Abstract

The political beliefs, attitudes, and behaviors of ordinary citizens absorb a goodly share of the attention of modern political science. At a guess, they form the subject of as much as a quarter of the articles in the leading journals. Ours is a prosperous subdiscipline. Yet partly perhaps for that reason, partly because every subdiscipline occasions some ennui in other quarters, and partly for reasons we shall explore, it also has critics. Ignoring the egoistic (“it's boring”) and the antiscientific (it deals in generalizations, worse yet in numbers), the most common complaint is that it is insufficiently political.
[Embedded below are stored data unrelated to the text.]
//! NULS addresses: chain id, address type and key hash, closed by an XOR
//! byte, all Base58 encoded.

use super::base58::decode_plain;
use super::{AddressCodec, Family};
use crate::address::CanonicalAddress;
use crate::types::Hash160;
use crate::AddressError;

/// Mainnet chain id 8964, little endian.
pub const NULS_CHAIN_ID: [u8; 2] = 8964u16.to_le_bytes();
/// Ordinary account address type.
pub const NULS_ADDRESS_TYPE: u8 = 0x01;

const HEADER_LEN: usize = 3;
const DECODED_LEN: usize = HEADER_LEN + Hash160::LEN + 1;

fn xor_checksum(bytes: &[u8]) -> u8 {
    bytes.iter().fold(0, |acc, b| acc ^ b)
}

pub(crate) fn encode(hash: &Hash160) -> String {
    let mut bytes = Vec::with_capacity(DECODED_LEN);
    bytes.extend_from_slice(&NULS_CHAIN_ID);
    bytes.push(NULS_ADDRESS_TYPE);
    bytes.extend_from_slice(hash.as_bytes());
    bytes.push(xor_checksum(&bytes));
    bs58::encode(bytes).into_string()
}

/// NULS mainnet accounts (`Ns...`).
#[derive(Debug, Clone, Copy, Default)]
pub struct NulsCodec;

impl AddressCodec for NulsCodec {
    fn family(&self) -> Family {
        Family::Nuls
    }

    fn decode(&self, input: &str) -> Result<CanonicalAddress, AddressError> {
        let family = Family::Nuls;
        let bytes = decode_plain(input, bs58::Alphabet::BITCOIN, family)?;
        if bytes.len() != DECODED_LEN {
            return Err(family.not_applicable());
        }
        let (payload, check) = bytes.split_at(DECODED_LEN - 1);
        if xor_checksum(payload) != check[0] {
            return Err(family.checksum_mismatch());
        }
        if payload[..2] != NULS_CHAIN_ID || payload[2] != NULS_ADDRESS_TYPE {
            return Err(family.not_applicable());
        }
        Ok(CanonicalAddress::Nuls(Hash160::try_from(&payload[HEADER_LEN..])?))
    }
}

#[cfg(test)]
mod tests {
    use super::*;

    #[test]
    fn test_decode() {
        let input = "NsdypXzHAMzVwCZUyL3DxxYy4zprwJbW";
        let addr = NulsCodec.decode(input).unwrap();
        match &addr {
            CanonicalAddress::Nuls(hash) => {
                assert_eq!(hash.to_hex(), "5cb3839cef68f8b5650461fe707311e2919c73b9")
            }
            other => panic!("unexpected {:?}", other),
        }
        assert_eq!(addr.to_string(), input);
    }

    #[test]
    fn test_chain_id_bytes() {
        assert_eq!(NULS_CHAIN_ID, [0x04, 0x23]);
    }

    #[test]
    fn test_rejections() {
        let mut bytes = bs58::decode("NsdtBWX2nMk65QeDp72XJ29R76o33uR3").into_vec().unwrap();
        let last = bytes.len() - 1;
        bytes[last] ^= 0x01;
        assert_eq!(
            NulsCodec.decode(&bs58::encode(&bytes).into_string()),
            Err(AddressError::ChecksumMismatch { family: Family::Nuls })
        );
        assert!(NulsCodec.decode("1A1zP1eP5QGefi2DMPTfTL5SLmv7DivfNa").is_err());
        assert!(NulsCodec.decode("").is_err());
    }
}
//! IOST account names.

use super::{AddressCodec, Family};
use crate::address::CanonicalAddress;
use crate::AddressError;

const MIN_LEN: usize = 5;
const MAX_LEN: usize = 11;

/// 5 to 11 characters of `[a-z0-9_]`. There is no checksum.
#[derive(Debug, Clone, Copy, Default)]
pub struct IostCodec;

impl AddressCodec for IostCodec {
    fn family(&self) -> Family {
        Family::Iost
    }

    fn decode(&self, input: &str) -> Result<CanonicalAddress, AddressError> {
        let valid_len = (MIN_LEN..=MAX_LEN).contains(&input.len());
        let valid_chars = input
            .bytes()
            .all(|b| b.is_ascii_lowercase() || b.is_ascii_digit() || b == b'_');
        if !valid_len || !valid_chars {
            return Err(Family::Iost.not_applicable());
        }
        Ok(CanonicalAddress::Iost(input.to_string()))
    }
}
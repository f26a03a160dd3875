//! Nano account addresses.
//!
//! `nano_` (or legacy `xrb_`) followed by 52 characters holding four zero
//! bits and the 256-bit public key, then 8 characters of checksum: a 5-byte
//! BLAKE2b of the key, byte-reversed.

use blake2::digest::{Update, VariableOutput};
use blake2::Blake2bVar;

use super::bits::{convert_bits, from_symbols, to_symbols};
use super::{AddressCodec, Family};
use crate::address::CanonicalAddress;
use crate::types::PublicKey32;
use crate::AddressError;

const ALPHABET: &[u8; 32] = b"13456789abcdefghijkmnopqrstuwxyz";
const PREFIXES: [&str; 2] = ["nano_", "xrb_"];
const KEY_CHARS: usize = 52;
const CHECKSUM_LEN: usize = 5;
const CHECKSUM_CHARS: usize = 8;

fn checksum(key: &[u8]) -> Option<[u8; CHECKSUM_LEN]> {
    let mut hasher = Blake2bVar::new(CHECKSUM_LEN).ok()?;
    hasher.update(key);
    let mut out = [0u8; CHECKSUM_LEN];
    hasher.finalize_variable(&mut out).ok()?;
    out.reverse();
    Some(out)
}

/// Split the 256-bit key into 52 symbols behind four leading zero bits.
fn key_to_symbols(key: &[u8; 32]) -> Vec<u8> {
    let mut out = Vec::with_capacity(KEY_CHARS);
    let mut acc: u32 = 0;
    let mut bits: u32 = 4;
    for &byte in key {
        acc = (acc << 8) | u32::from(byte);
        bits += 8;
        while bits >= 5 {
            bits -= 5;
            out.push(((acc >> bits) & 31) as u8);
        }
        acc &= (1 << bits) - 1;
    }
    out
}

fn symbols_to_key(symbols: &[u8]) -> Option<[u8; 32]> {
    let (first, rest) = symbols.split_first()?;
    // Only the low bit of the first symbol is key material.
    if *first > 1 || rest.len() != KEY_CHARS - 1 {
        return None;
    }
    let mut key = [0u8; 32];
    let mut acc: u32 = u32::from(*first);
    let mut bits: u32 = 1;
    let mut i = 0;
    for &symbol in rest {
        acc = (acc << 5) | u32::from(symbol);
        bits += 5;
        if bits >= 8 {
            bits -= 8;
            *key.get_mut(i)? = ((acc >> bits) & 0xff) as u8;
            i += 1;
        }
        acc &= (1 << bits) - 1;
    }
    (i == key.len()).then_some(key)
}

pub(crate) fn encode(key: &PublicKey32) -> String {
    let mut out = String::from(PREFIXES[0]);
    out.push_str(&from_symbols(&key_to_symbols(key.as_bytes()), ALPHABET));
    if let Some(check) = checksum(key.as_bytes()) {
        let symbols = convert_bits(&check, 8, 5, true).unwrap_or_default();
        out.push_str(&from_symbols(&symbols, ALPHABET));
    }
    out
}

/// Accepts both prefixes; renders with `nano_`.
#[derive(Debug, Clone, Copy, Default)]
pub struct NanoCodec;

impl AddressCodec for NanoCodec {
    fn family(&self) -> Family {
        Family::Nano
    }

    fn decode(&self, input: &str) -> Result<CanonicalAddress, AddressError> {
        let family = Family::Nano;
        let body = PREFIXES
            .iter()
            .find_map(|prefix| input.strip_prefix(prefix))
            .ok_or_else(|| family.not_applicable())?;
        if body.len() != KEY_CHARS + CHECKSUM_CHARS {
            return Err(family.not_applicable());
        }
        let symbols = to_symbols(body, ALPHABET).ok_or_else(|| family.not_applicable())?;
        let (key_symbols, check_symbols) = symbols.split_at(KEY_CHARS);
        let key = symbols_to_key(key_symbols).ok_or_else(|| family.not_applicable())?;
        let check =
            convert_bits(check_symbols, 5, 8, false).ok_or_else(|| family.not_applicable())?;

        match checksum(&key) {
            Some(expected) if expected[..] == check[..] => {
                Ok(CanonicalAddress::Nano(PublicKey32::new(key)))
            }
            _ => Err(family.checksum_mismatch()),
        }
    }
}

#[cfg(test)]
mod tests {
    use super::*;

    const GENESIS: &str = "nano_3t6k35gi95xu6tergt6p69ck76ogmitsa8mnijtpxm9fkcm736xtoncuohr3";
    const GENESIS_KEY: &str = "e89208dd038fbb269987689621d52292ae9c35941a7484756ecced92a65093ba";

    #[test]
    fn test_genesis_account() {
        let addr = NanoCodec.decode(GENESIS).unwrap();
        match &addr {
            CanonicalAddress::Nano(key) => assert_eq!(key.to_hex(), GENESIS_KEY),
            other => panic!("unexpected {:?}", other),
        }
        assert_eq!(addr.to_string(), GENESIS);
    }

    #[test]
    fn test_legacy_prefix() {
        let legacy = GENESIS.replacen("nano_", "xrb_", 1);
        assert_eq!(NanoCodec.decode(&legacy).unwrap(), NanoCodec.decode(GENESIS).unwrap());
    }

    #[test]
    fn test_zero_key() {
        let addr = CanonicalAddress::Nano(PublicKey32::new([0; 32]));
        assert_eq!(
            addr.to_string(),
            "nano_1111111111111111111111111111111111111111111111111111hifc8npp"
        );
    }

    #[test]
    fn test_rejections() {
        assert_eq!(
            NanoCodec.decode("nano_3t6k35gi95xu6tergt6p69ck76ogmitsa8mnijtpxm9fkcm736xtoncuohr4"),
            Err(AddressError::ChecksumMismatch { family: Family::Nano })
        );
        // Leading symbol carries more than one key bit.
        assert!(NanoCodec
            .decode("nano_5t6k35gi95xu6tergt6p69ck76ogmitsa8mnijtpxm9fkcm736xtoncuohr3")
            .is_err());
        assert!(NanoCodec.decode(&GENESIS.to_uppercase()).is_err());
        assert!(NanoCodec.decode("ban_3t6k35gi95xu6tergt6p69ck76ogmitsa8mnijtpxm9fkcm736xtoncuohr3").is_err());
        assert!(NanoCodec.decode("nano_").is_err());
    }
}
This is true even – especially? – when the objects of study are such familiar and psychologically macro variables as political sophistication, partisanship, and split-ticket voting – the domain of the field perhaps most commonly known as political behavior . It is also true when they are such less familiar and psychologically more micro variables as reliance on on-line versus memory-based processing, public responses to politicians' blame management strategies, and the use of likability heuristics to locate candidates on issues - the domain of current, cognitively influenced political psychology . Needless to say, these fields overlap, as the oeuvres of this volume's contributors attest. As a matter of social rather than intellectual structure, political psychology is largely a subfield of political behavior: most political psychologists study mass politics. Perhaps intellectually it should be the other way around, with political behavior (and much of the rest of political science) regarded as applied psychology.